I could be running to the toilet, but I no longer want to embarrass myself even more. I sit at a corner far away from people counting in my head how many hours I have left and my body goes still, not because of the music that seems to be screeching my ear drums; no it’s because of that perfume that I have seemed to have not forgotten. When I look up from the table I gasp, standing 3 feet away from me is no one other than Thami; he still looks as handsome as he was in school,
He smiles and it’s that damn smile that made my knees go weak before but the one thing that has changed are my feelings; there’s no love anymore only anger has lingered deep in my heart, anger of him humiliating me like that, of him abandoning me in my darkest hours, of him living his best life and forgetting about his kid.

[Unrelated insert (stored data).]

use clap::{ArgAction, ArgGroup, Parser, ValueEnum};
use std::path::PathBuf;

/// CLI options
#[derive(Parser, Debug)]
#[command(
    name = "prdescribe",
    version,
    about = "LLM-assisted Pull Request description generator"
)]
#[command(group(
    ArgGroup::new("diff_source")
        .args(["base", "diff_file"])
        .required(true)
        .multiple(false)
))]
pub struct Cli {
    /// Base branch or revision to diff against (runs `git diff <base>`)
    pub base: Option<String>,

    /// Read the diff from a file instead of running git ('-' reads stdin)
    #[arg(long, value_name = "PATH")]
    pub diff_file: Option<PathBuf>,

    /// Model name to use (e.g. gpt-4, gpt-4o-mini)
    #[arg(long)]
    pub model: Option<String>,

    /// API key (otherwise uses OPENAI_API_KEY env var or the config file)
    #[arg(long, env = "OPENAI_API_KEY", hide_env_values = true)]
    pub api_key: Option<String>,

    /// How to cut the diff into segments
    #[arg(long, value_enum, default_value_t = SplitArg::Tokens)]
    pub split: SplitArg,

    /// Segment width in characters for `--split chars`
    #[arg(long, default_value_t = 24000)]
    pub max_chars: usize,

    /// Characters repeated between consecutive segments for `--split tokens`
    #[arg(long)]
    pub overlap: Option<usize>,

    /// Sampling temperature passed to the model
    #[arg(long)]
    pub temperature: Option<f32>,

    /// Also print the intermediate per-segment summaries
    #[arg(long)]
    pub show_summaries: bool,

    /// Plan and split only: print the budget and segments, make no model calls
    #[arg(long)]
    pub dry_run: bool,

    /// Increase log verbosity (-v, -vv, -vvv)
    #[arg(short, long, action = ArgAction::Count)]
    pub verbose: u8,
}

#[derive(ValueEnum, Clone, Copy, Debug, PartialEq, Eq)]
pub enum SplitArg {
    /// Token-aware, line-biased segments with overlap
    Tokens,
    /// Fixed-width character segments
    Chars,
}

“Lwandle..” His voice is now deep which I’m sure will make any other girl go straight in his arms. “It’s good to see you. I thought your friend was never gonna leave you alone.” I know that I should be swearing at him calling him a coward who lacks a backbone. I should be throwing every insult at him that I know but I don’t; every speech that I had prepared before has now went missing.
When I don’t answer he continues as if that was an invitation to let him finish “I wanted to apologise for what I did to you in high school.”
This may have been what I wanted to hear before but now it just riles me up.